> **Assignment**
Once the line containing "type's own compilation." is found in the records below, return it and each following line exactly, up to and including the line containing "let mut builder", and nothing else.

> **Records for this exercise**
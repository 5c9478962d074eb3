#![deny(missing_docs)]

//! # Schema Compiler
//!
//! Compiles a `TypeReferenceTree` into a schema node, registering every
//! object type it meets under a sanitized identity key.
//!
//! Classification order (first match wins):
//! 1. array marker -> inline `array`
//! 2. primitive -> inline schema
//! 3. enum -> inline `string` with `enum`
//! 4. dictionary -> inline `object` with `additionalProperties` (key type dropped)
//! 5. enumerable -> inline `array`
//! 6. object -> `$ref` into the registry

use crate::error::{AppError, AppResult};
use crate::schema::primitives::primitive_schema;
use crate::schema::registry::SchemaRegistry;
use crate::schema::sanitize::sanitize_key;
use crate::typeref::{decode, strip_arity, TypeReferenceTree};
use crate::types::{PropertyDescriptor, TypeDescriptor, TypeKind, TypeResolver};
use std::collections::HashMap;
use utoipa::openapi::extensions::Extensions;
use utoipa::openapi::schema::{
    AdditionalProperties, AllOfBuilder, Array, ObjectBuilder, Schema, Type,
};
use utoipa::openapi::{Ref, RefOr};

/// Deepest type nesting a single `compile` call will follow.
///
/// Identity memoization stops ordinary recursion, but an expansive generic
/// (`Nest<T>` holding a `Nest<List<T>>`) yields a new identity at every level.
pub const MAX_NESTING_DEPTH: usize = 64;

const READ_ONLY: &str = "readOnly";

/// Compiles one reference against a shared registry.
///
/// Primitives, enums and collections come back inline; object types come back
/// as a `$ref` whose target is guaranteed to be `Ready` in `registry` once this
/// returns `Ok`. On error the registry is restored to its state before the call.
pub fn compile<R: TypeResolver + ?Sized>(
    reference: &TypeReferenceTree,
    resolver: &R,
    registry: &mut SchemaRegistry,
) -> AppResult<RefOr<Schema>> {
    let checkpoint = registry.checkpoint();
    let mut compilation = Compilation {
        resolver,
        registry,
        depth: 0,
    };
    let result = compilation.compile_node(reference);
    if let Err(e) = &result {
        tracing::debug!(reference = %reference, error = %e, "compilation failed, rolling back");
        compilation.registry.rollback(checkpoint);
    }
    result
}

/// Decodes a flat token list and compiles it.
///
/// An empty token list means "no type" and yields `Ok(None)`.
pub fn compile_tokens<S: AsRef<str>, R: TypeResolver + ?Sized>(
    tokens: &[S],
    resolver: &R,
    registry: &mut SchemaRegistry,
) -> AppResult<Option<RefOr<Schema>>> {
    match decode(tokens)? {
        Some(reference) => compile(&reference, resolver, registry).map(Some),
        None => Ok(None),
    }
}

/// Renders the fully qualified identity of a reference, e.g.
/// `Contoso.Page<System.Int32>` or `Contoso.User[]`.
pub fn identity<R: TypeResolver + ?Sized>(
    reference: &TypeReferenceTree,
    resolver: &R,
) -> AppResult<String> {
    match reference {
        TypeReferenceTree::Array(element) => Ok(format!("{}[]", identity(element, resolver)?)),
        TypeReferenceTree::Named { name, arguments } => {
            let descriptor = resolve(resolver, reference, name)?;
            render_identity(&descriptor, arguments, resolver)
        }
    }
}

/// The registry key a reference compiles under, if it compiled to an object.
pub fn registry_key<R: TypeResolver + ?Sized>(
    reference: &TypeReferenceTree,
    resolver: &R,
) -> AppResult<String> {
    Ok(sanitize_key(&identity(reference, resolver)?))
}

fn render_identity<R: TypeResolver + ?Sized>(
    descriptor: &TypeDescriptor,
    arguments: &[TypeReferenceTree],
    resolver: &R,
) -> AppResult<String> {
    let base = strip_arity(&descriptor.name);
    if arguments.is_empty() {
        return Ok(base.to_string());
    }
    let rendered = arguments
        .iter()
        .map(|arg| identity(arg, resolver))
        .collect::<AppResult<Vec<_>>>()?;
    Ok(format!("{}<{}>", base, rendered.join(",")))
}

fn resolve<R: TypeResolver + ?Sized>(
    resolver: &R,
    reference: &TypeReferenceTree,
    name: &str,
) -> AppResult<TypeDescriptor> {
    resolver
        .resolve(name)
        .map_err(|source| AppError::UnresolvedTypeReference {
            reference: reference.to_string(),
            source,
        })
}

/// Maps the descriptor's generic parameters to the supplied arguments.
fn bind_generics(
    descriptor: &TypeDescriptor,
    arguments: &[TypeReferenceTree],
) -> AppResult<HashMap<String, TypeReferenceTree>> {
    if descriptor.generic_parameters.len() != arguments.len() {
        return Err(AppError::GenericArityMismatch {
            name: descriptor.name.clone(),
            expected: descriptor.generic_parameters.len(),
            found: arguments.len(),
        });
    }
    Ok(descriptor
        .generic_parameters
        .iter()
        .cloned()
        .zip(arguments.iter().cloned())
        .collect())
}

/// One outer `compile` call.
struct Compilation<'a, R: ?Sized> {
    resolver: &'a R,
    registry: &'a mut SchemaRegistry,
    depth: usize,
}

impl<R: TypeResolver + ?Sized> Compilation<'_, R> {
    fn compile_node(&mut self, reference: &TypeReferenceTree) -> AppResult<RefOr<Schema>> {
        if self.depth >= MAX_NESTING_DEPTH {
            return Err(AppError::RecursionLimit {
                reference: reference.to_string(),
                limit: MAX_NESTING_DEPTH,
            });
        }
        self.depth += 1;
        let result = self.classify(reference);
        self.depth -= 1;
        result
    }

    fn classify(&mut self, reference: &TypeReferenceTree) -> AppResult<RefOr<Schema>> {
        let (name, arguments) = match reference {
            TypeReferenceTree::Array(element) => {
                let items = self.compile_node(element)?;
                return Ok(array_schema(items));
            }
            TypeReferenceTree::Named { name, arguments } => (name, arguments),
        };

        let descriptor = resolve(self.resolver, reference, name)?;
        let bindings = bind_generics(&descriptor, arguments)?;

        match &descriptor.kind {
            TypeKind::Primitive { primitive } => Ok(RefOr::T(primitive_schema(*primitive))),
            TypeKind::Enum { members } => Ok(enum_schema(members)),
            TypeKind::Dictionary { value_type } => {
                let value = self.compile_node(&value_type.substitute(&bindings))?;
                Ok(dictionary_schema(value))
            }
            TypeKind::Enumerable { item_type } => {
                let items = self.compile_node(&item_type.substitute(&bindings))?;
                Ok(array_schema(items))
            }
            TypeKind::Object { properties } => {
                self.compile_object(&descriptor, arguments, properties, &bindings)
            }
        }
    }

    fn compile_object(
        &mut self,
        descriptor: &TypeDescriptor,
        arguments: &[TypeReferenceTree],
        properties: &[PropertyDescriptor],
        bindings: &HashMap<String, TypeReferenceTree>,
    ) -> AppResult<RefOr<Schema>> {
        let identity = render_identity(descriptor, arguments, self.resolver)?;
        let key = sanitize_key(&identity);

        // A pending entry means we are inside this type's own compilation.
        if !self.registry.reserve(&key) {
            tracing::trace!(%key, "schema already registered");
            return Ok(RefOr::Ref(Ref::from_schema_name(key)));
        }

        tracing::debug!(%identity, %key, "compiling object schema");

        let mut builder = ObjectBuilder::new().schema_type(Type::Object);
        for property in properties {
            let mut schema = self.compile_node(&property.type_ref.substitute(bindings))?;
            if !property.writable {
                schema = mark_read_only(schema);
            }
            let wire_name = property.wire_name();
            builder = builder.property(wire_name, schema);
            if property.required {
                builder = builder.required(wire_name);
            }
        }

        self.registry
            .finalize(&key, Schema::Object(builder.build()));
        Ok(RefOr::Ref(Ref::from_schema_name(key)))
    }
}

/// Flags a property schema `readOnly`.
///
/// Objects carry the keyword natively. Arrays get it through their extension
/// map, and a `$ref` is wrapped in a single-item `allOf` that carries it.
fn mark_read_only(schema: RefOr<Schema>) -> RefOr<Schema> {
    match schema {
        RefOr::T(Schema::Object(mut object)) => {
            object.read_only = Some(true);
            RefOr::T(Schema::Object(object))
        }
        RefOr::T(Schema::Array(mut array)) => {
            array
                .extensions
                .get_or_insert_with(Extensions::default)
                .insert(READ_ONLY.to_string(), true.into());
            RefOr::T(Schema::Array(array))
        }
        other => {
            let mut wrapper = AllOfBuilder::new().item(other).build();
            wrapper.extensions = Some(Extensions::from_iter([(READ_ONLY, true)]));
            RefOr::T(Schema::AllOf(wrapper))
        }
    }
}

fn enum_schema(members: &[String]) -> RefOr<Schema> {
    RefOr::T(Schema::Object(
        ObjectBuilder::new()
            .schema_type(Type::String)
            .enum_values(Some(members.iter().cloned()))
            .build(),
    ))
}

fn dictionary_schema(value: RefOr<Schema>) -> RefOr<Schema> {
    RefOr::T(Schema::Object(
        ObjectBuilder::new()
            .schema_type(Type::Object)
            .additional_properties(Some(AdditionalProperties::RefOr(value)))
            .build(),
    ))
}

fn array_schema(items: RefOr<Schema>) -> RefOr<Schema> {
    RefOr::T(Schema::Array(Array::new(items)))
}
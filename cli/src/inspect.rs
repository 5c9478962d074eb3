//! # Inspection Commands
//!
//! Small helpers for checking what a token list decodes to and which component
//! key a type will be registered under.

use crefgen_core::schema::{registry_key, restore_key};
use crefgen_core::typeref::decode as decode_tokens;
use crefgen_core::{sanitize_key, AppError, AppResult, TypeCatalog};
use std::path::PathBuf;

/// Arguments for the decode command.
#[derive(clap::Args, Debug, Clone)]
pub struct DecodeArgs {
    /// Tokens in pre-order, e.g. ``Pair`2 Int32 String``.
    #[clap(required = true)]
    pub tokens: Vec<String>,

    /// Resolve against these catalogs and also print the component key.
    #[clap(long = "catalog")]
    pub catalogs: Vec<PathBuf>,
}

/// Arguments for the sanitize command.
#[derive(clap::Args, Debug, Clone)]
pub struct SanitizeArgs {
    /// Type identity, e.g. `Contoso.Map<System.Int32,System.String>`.
    pub identity: String,

    /// Treat the input as a key and print the identity it encodes.
    #[clap(long)]
    pub restore: bool,
}

/// Decodes the tokens and prints the tree (and key, with catalogs).
pub fn decode(args: &DecodeArgs) -> AppResult<()> {
    let lines = describe(args)?;
    for line in lines {
        println!("{}", line);
    }
    Ok(())
}

fn describe(args: &DecodeArgs) -> AppResult<Vec<String>> {
    let tree = decode_tokens(&args.tokens)?
        .ok_or_else(|| AppError::General("no tokens given".into()))?;
    let mut lines = vec![tree.to_string()];

    if !args.catalogs.is_empty() {
        let mut catalog = TypeCatalog::new();
        for path in &args.catalogs {
            catalog.load_file(path)?;
        }
        lines.push(registry_key(&tree, &catalog)?);
    }
    Ok(lines)
}

/// Prints the key for an identity, or the identity for a key.
pub fn sanitize(args: &SanitizeArgs) -> AppResult<()> {
    if args.restore {
        let identity = restore_key(&args.identity).ok_or_else(|| {
            AppError::General(format!("'{}' is not a sanitized key", args.identity))
        })?;
        println!("{}", identity);
    } else {
        println!("{}", sanitize_key(&args.identity));
    }
    Ok(())
}

#[cfg(test)]
mod tests {
    use super::*;

    #[test]
    fn test_describe_without_catalog() {
        let args = DecodeArgs {
            tokens: vec!["Pair`2".into(), "Int32".into(), "String".into()],
            catalogs: vec![],
        };
        assert_eq!(describe(&args).unwrap(), vec!["Pair<Int32,String>"]);
    }

    #[test]
    fn test_describe_with_catalog() {
        let dir = tempfile::tempdir().unwrap();
        let path = dir.path().join("types.yaml");
        std::fs::write(
            &path,
            "types:\n  - { name: Lib.Box`1, generic_parameters: [T], kind: object }\n",
        )
        .unwrap();

        let args = DecodeArgs {
            tokens: vec!["Box`1".into(), "int".into()],
            catalogs: vec![path],
        };
        assert_eq!(
            describe(&args).unwrap(),
            vec!["Box<int>", "Lib.Box-3C-System.Int32-3E-"]
        );
    }
}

> **Result**
        // A pending entry means we are inside this type's own compilation.
        if !self.registry.reserve(&key) {
            tracing::trace!(%key, "schema already registered");
            return Ok(RefOr::Ref(Ref::from_schema_name(key)));
        }

        tracing::debug!(%identity, %key, "compiling object schema");

        let mut builder = ObjectBuilder::new().schema_type(Type::Object);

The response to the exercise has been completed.